Le résultat de la «mésentente» qui règne actuellement dans le domaine de l'énergie, c'est que l'humanité refuse de prendre les bonnes décisions pour l'avenir de la planète, a postulé Pierre Duhaime.

«La nature humaine étant ce qu'elle est, nous avons tendance à opter pour des solutions qui font porter le fardeau aux autres, a-t-il noté. Peu d'entre nous voulons vraiment que notre mode de vie change.»

Le dirigeant a proposé la mise sur pied d'un forum où les ONG, les gouvernements et le secteur privé pourraient échanger et en arriver à des «consensus» sur les façons acceptables de répondre à la demande croissante pour l'énergie. Selon lui, il serait plus facile de faire accepter à la population des solutions consensuelles.

Il a cité en exemple la Table ronde nationale sur l'environnement et l'économie, une entité fédérale qui regroupe depuis 1988 entreprises, spécialistes et écologistes, mais dont le bilan des réalisations concrètes est toutefois mitigé.

SNC-Lavalin connaît bien la controverse qui vient souvent avec la mise en place de projets liés à l'énergie. Le géant québécois tire une grande partie de ses revenus et de ses profits des différents secteurs énergétiques, que ce soit le pétrole, le gaz, le nucléaire, l'éolien ou l'hydroélectricité.

Abordant les énergies vertes, M. Duhaime a avancé que le développement de celles-ci était moins une question de technologie que de ressources financières et de volonté politique. Lorsque les États-Unis ont voulu prendre part à la Deuxième Guerre mondiale et qu'ils ont souhaité aller sur la Lune, ils ont rapidement su trouver les moyens d'y parvenir, a-t-il illustré.

Délais trop longs

Or, même s'il s'est dit en faveur de l'expansion des énergies renouvelables, le pdg a déploré que l'approbation environnementale de certains projets dans les sables bitumineux de l'Alberta prenne jusqu'à sept ans.

Mais ce n'est pas tout: la firme d'ingénierie montréalaise trouve aussi que le processus décisionnel est trop lent dans sa province d'origine.

«C'est la même chose avec l'hydroélectricité au Québec: (les autorités) prennent une éternité à délivrer les permis, tant il y a de la méfiance entre les parties, a dénoncé Pierre Duhaime.

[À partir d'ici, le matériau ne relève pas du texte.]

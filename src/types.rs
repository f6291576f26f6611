//! Core data structures: points in both coordinate systems and the crate error type.

use std::fmt;

#[cfg(feature = "serde")]
use serde::{Deserialize, Serialize};
#[cfg(feature = "serde")]
use serde_repr::{Deserialize_repr, Serialize_repr};

/// A point in 2D cartesian coordinates.
#[derive(Debug, Clone, Copy, PartialEq, PartialOrd, Default)]
#[cfg_attr(feature = "serde", derive(Serialize, Deserialize))]
pub struct CartesianPoint {
  /// x component.
  pub x: f64,
  /// y component.
  pub y: f64,
}

/// A point in polar coordinates.
///
/// The radius is not required to be non-negative: a negative `r` describes the
/// point reflected through the origin.
#[derive(Debug, Clone, Copy, PartialEq, PartialOrd, Default)]
#[cfg_attr(feature = "serde", derive(Serialize, Deserialize))]
pub struct PolarPoint {
  /// Radius, distance from the origin.
  pub r: f64,
  /// Angle from the positive x axis, in degrees.
  pub t: f64,
}

/// Represents a math-utilities error code.
#[derive(Debug, Clone, Copy, PartialEq, Eq)]
#[repr(u32)]
#[cfg_attr(feature = "serde", derive(Serialize_repr, Deserialize_repr))]
pub enum MathError {
  /// The sample had no elements but the operation needs at least one.
  EmptyInput = 1,
}

impl fmt::Display for MathError {
  fn fmt(&self, f: &mut fmt::Formatter<'_>) -> fmt::Result {
    let msg = match self {
      MathError::EmptyInput => "sample is empty",
    };
    write!(f, "{msg} (code {})", *self as u32)
  }
}

impl std::error::Error for MathError {}
//! Numeric constants shared by the angle, trigonometry and coordinate modules.

use std::f64::consts;

// Mathematical constants
/// pi
pub const M_PI: f64 = consts::PI;
/// pi / 180, multiply degrees by this to get radians
pub const M_PI_180: f64 = consts::PI / 180.0;
/// 180 / pi, multiply radians by this to get degrees
pub const M_180_PI: f64 = 180.0 / consts::PI;

/// Degrees in a full turn.
pub const FULL_CIRCLE_DEGS: f64 = 360.0;

/// Angle (degrees) whose tangent is returned as exactly `1.0`.
pub const TAN_ONE_DEGS: f64 = 45.0;
/// Angle (degrees) whose tangent is returned as exactly `-1.0`.
pub const TAN_NEG_ONE_DEGS: f64 = 135.0;

/// Default tolerance, in degrees, for approximate comparisons of angles.
pub const EPSILON_DEG: f64 = 0.000_000_001;
// src/coords.rs

use crate::trig::{atan2_d, cos_d, sin_d};
use crate::types::{CartesianPoint, PolarPoint};

impl CartesianPoint {
  /// Distance of the point from the origin.
  #[inline]
  #[must_use]
  pub fn magnitude(&self) -> f64 {
    (self.x * self.x + self.y * self.y).sqrt()
  }
}

/// Converts cartesian coordinates to polar coordinates with the angle in degrees.
///
/// The origin maps to `{ r: 0, t: 0 }`.
#[inline]
#[must_use]
pub fn cartesian_to_polar(p: &CartesianPoint) -> PolarPoint {
  PolarPoint {
    r: p.magnitude(),
    t: atan2_d(p.y, p.x),
  }
}

/// Converts polar coordinates (angle in degrees) to cartesian coordinates.
#[inline]
#[must_use]
pub fn polar_to_cartesian(p: &PolarPoint) -> CartesianPoint {
  CartesianPoint {
    x: p.r * cos_d(p.t),
    y: p.r * sin_d(p.t),
  }
}

impl From<CartesianPoint> for PolarPoint {
  fn from(p: CartesianPoint) -> Self {
    cartesian_to_polar(&p)
  }
}

impl From<PolarPoint> for CartesianPoint {
  fn from(p: PolarPoint) -> Self {
    polar_to_cartesian(&p)
  }
}

/// Checks if two cartesian points are within `threshold` of each other on both axes.
#[inline]
#[must_use]
pub fn points_almost_equal(p1: &CartesianPoint, p2: &CartesianPoint, threshold: f64) -> bool {
  (p1.x - p2.x).abs() < threshold && (p1.y - p2.y).abs() < threshold
}
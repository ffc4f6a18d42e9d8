pub mod commands;

use std::path::PathBuf;
use std::process::ExitCode;

use clap::{Parser, Subcommand};
use presence_core::config::{AppConfig, LoadOptions, LogFormat};

use crate::commands::CommandResult;

#[derive(Debug, Parser)]
#[command(
    name = "presence",
    about = "Slack user status operator CLI",
    long_about = "Verify Slack accounts, inspect their presence entities, and set or clear their profile status.",
    after_help = "Examples:\n  presence check\n  presence set-status --entity sensor.jane_doe --text \"In a meeting\" --emoji :calendar:\n  presence clear-status"
)]
pub struct Cli {
    #[arg(long, global = true, help = "Path to the config file (defaults to presence.toml)")]
    config: Option<PathBuf>,
    #[command(subcommand)]
    command: Command,
}

#[derive(Debug, Subcommand)]
enum Command {
    #[command(about = "Run the auth probe for every configured account")]
    Check,
    #[command(about = "Set up every account and print its entity state")]
    Status,
    #[command(about = "Set status text, emoji and expiration on one or more entities")]
    SetStatus {
        #[arg(long = "entity", help = "Target entity id; repeat for several (default: all)")]
        entities: Vec<String>,
        #[arg(long, help = "Status text; an empty value clears it")]
        text: Option<String>,
        #[arg(long, help = "Status emoji such as :car:; an empty value clears it")]
        emoji: Option<String>,
        #[arg(long, help = "Expiration datetime, or an empty value for none")]
        expiration: Option<String>,
    },
    #[command(about = "Clear status text, emoji and expiration on one or more entities")]
    ClearStatus {
        #[arg(long = "entity", help = "Target entity id; repeat for several (default: all)")]
        entities: Vec<String>,
    },
    #[command(about = "Inspect effective configuration values with source attribution and redaction")]
    Config,
}

pub fn run() -> ExitCode {
    let cli = Cli::parse();
    let options = LoadOptions {
        config_path: cli.config.clone(),
        require_file: cli.config.is_some(),
        ..LoadOptions::default()
    };

    let result = match cli.command {
        Command::Config => commands::config::run(options),
        Command::Check => with_config(options, "check", commands::check::run),
        Command::Status => with_config(options, "status", commands::status::run),
        Command::SetStatus { entities, text, emoji, expiration } => {
            let request = commands::set_status::SetStatusArgs { entities, text, emoji, expiration };
            with_config(options, "set-status", |config| commands::set_status::run(config, request))
        }
        Command::ClearStatus { entities } => with_config(options, "clear-status", |config| {
            commands::set_status::run_clear(config, entities)
        }),
    };

    println!("{}", result.output);
    ExitCode::from(result.exit_code)
}

/// Loads config and logging before a command that talks to Slack.
fn with_config(
    options: LoadOptions,
    command: &str,
    body: impl FnOnce(&AppConfig) -> CommandResult,
) -> CommandResult {
    match AppConfig::load(options) {
        Ok(config) => {
            init_logging(&config);
            body(&config)
        }
        Err(error) => CommandResult::config_failure(command, &error),
    }
}

// Results go to stdout, so logs stay on stderr.
fn init_logging(config: &AppConfig) {
    use tracing::Level;

    let log_level = config.logging.level.parse::<Level>().unwrap_or(Level::INFO);
    let builder = tracing_subscriber::fmt()
        .with_target(false)
        .with_max_level(log_level)
        .with_writer(std::io::stderr);

    match config.logging.format {
        LogFormat::Compact => builder.compact().init(),
        LogFormat::Pretty => builder.pretty().init(),
        LogFormat::Json => builder.json().init(),
    }
}

#[cfg(test)]
mod tests {
    use std::path::PathBuf;

    use presence_core::config::LoadOptions;

    use super::with_config;

    #[test]
    fn config_failure_short_circuits_before_the_command_body() {
        let options = LoadOptions {
            config_path: Some(PathBuf::from("/nonexistent/presence.toml")),
            require_file: true,
            ..LoadOptions::default()
        };

        let result = with_config(options, "status", |_| panic!("command body must not run"));

        assert_eq!(result.exit_code, 2);
        assert!(result.output.contains("\"command\":\"status\""));
        assert!(result.output.contains("\"error_class\":\"config_validation\""));
    }
}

Nous devons arrêter cela, nous devons trouver une façon d'obtenir plus de certitude (réglementaire) et plus d'efforts de coordination dans l'optique de développer nos secteurs énergétiques.»

M. Duhaime s'est par ailleurs inscrit en faux contre les subventions gouvernementales dont bénéficient les consommateurs de certaines formes d'énergie, sans préciser si ce commentaire visait le bloc d'électricité qui n'est pas vendu au prix du marché, au Québec.

«L'énergie doit être tarifée correctement, a-t-il dit. Les subventions destinées aux consommateurs faussent le débat et encouragent les comportements contre-productifs.»

Participant à la même discussion, Yvo De Boer, l'ancien grand responsable de la Convention-cadre des Nations unies sur les changements climatiques, a convenu que le monde ne pourrait pas se passer des énergies fossiles avant plusieurs décennies.

Il a fait remarquer que lui et le ministre canadien de l'Environnement, Jim Prentice, présent à ses côtés, portaient encore les «cicatrices» du sommet sur les changements climatiques de Copenhague, qui s'est terminé en décembre 2009 sans accord contraignant sur les cibles de réduction des émissions de gaz à effet de serre.

M. De Boer a tout de même attiré l'attention sur le fait que la plupart des pays du monde ont signifié leur intention d'abaisser leurs émissions au cours des prochaines années.

Pour sa part, la présidente du groupe nucléaire français Areva, Anne Lauvergeon, a révélé qu'elle n'était pas intéressée par le rachat d'Énergie atomique du Canada (AECL), que le gouvernement conservateur a mis en vente en décembre dernier.

Mme Lauvergeon a toutefois indiqué qu'Areva était ouvert à un «partenariat» avec AECL, sans en préciser la nature. Les deux entreprises n'exploitent pourtant pas la même technologie nucléaire.

SNC-Lavalin a pour sa part montré son intérêt pour AECL.

L'action de SNC-Lavalin a clôturé à 49,89 $ mercredi, en baisse de 0,2 pour cent, à la Bourse de Toronto.